A clinical feature (CF) model based on sex, primary tumor site, CEA, and CA199 was developed. Discriminative features between two groups were first selected by univariate logistic regression with a threshold of P < 0.1. Subsequently, the CF model was constructed using multivariate logistic regression with a backward stepwise likelihood ratio selection method. For the DL model, a 2D ResNet was constructed based on the architecture of the residual network published previously [18] (Fig. 1). Specifically, input images consisted of 2D patches with 5 channels (T2WI, T1WI, T1CE, DWI, and ADC maps). Following 1 convolution layer with 7 × 7 filters and a stride of 2, there were 6 residual blocks consisted of 12 convolution layers with 3 × 3 filters and 6 skip connections. The leaky ReLU (alpha = 0.2) activation function was adopted. Clinical features were incorporated into the network using a fully-connected layer and concatenation before the classifier layer. The network ended with a global average pooling, a dropout layer, and a 2-way classifier with softmax activation function.

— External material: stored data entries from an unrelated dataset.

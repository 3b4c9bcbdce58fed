//! Artifact storage
//!
//! This module owns everything that touches the artifact directory:
//! - Packaging a job's working directory into a ZIP archive
//! - Scanning the directory for job artifacts
//! - Periodic reclamation by age and by total size

mod archive;
mod artifacts;
mod steward;

pub use archive::archive_directory;
pub use artifacts::{remove_artifact, scan_artifacts, total_size, ArtifactKind, StoredArtifact};
pub use steward::{RetentionPolicy, StorageSteward, SweepReport};

use thiserror::Error;

/// Errors from artifact storage operations
#[derive(Debug, Error)]
pub enum StorageError {
    #[error("IO error at {path}: {source}")]
    Io {
        path: String,
        #[source]
        source: std::io::Error,
    },

    #[error("Archive error: {0}")]
    Zip(#[from] zip::result::ZipError),
}

impl StorageError {
    pub(crate) fn io(path: &std::path::Path, source: std::io::Error) -> Self {
        StorageError::Io {
            path: path.display().to_string(),
            source,
        }
    }
}

/// Result type for storage operations
pub type StorageResult<T> = Result<T, StorageError>;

For the optimization, we used Adam optimizer [19] with initial learning rate = 5 × 10^− 6 to minimize the cross-entropy loss with L1 and L2 regularization. The learning rate was exponentially decayed with a constant of 0.1, the batch size was set at 32, and the total number of epochs was set at 100. The network was trained using TensorFlow [20] with two NVIDIA Quadro GV100 GPUs. Two DL models were constructed with (Combined DL model) or without (MRI DL model) the CF incorporation. Finally, the SLM prediction model was validated by 5-fold cross-validation and external validation.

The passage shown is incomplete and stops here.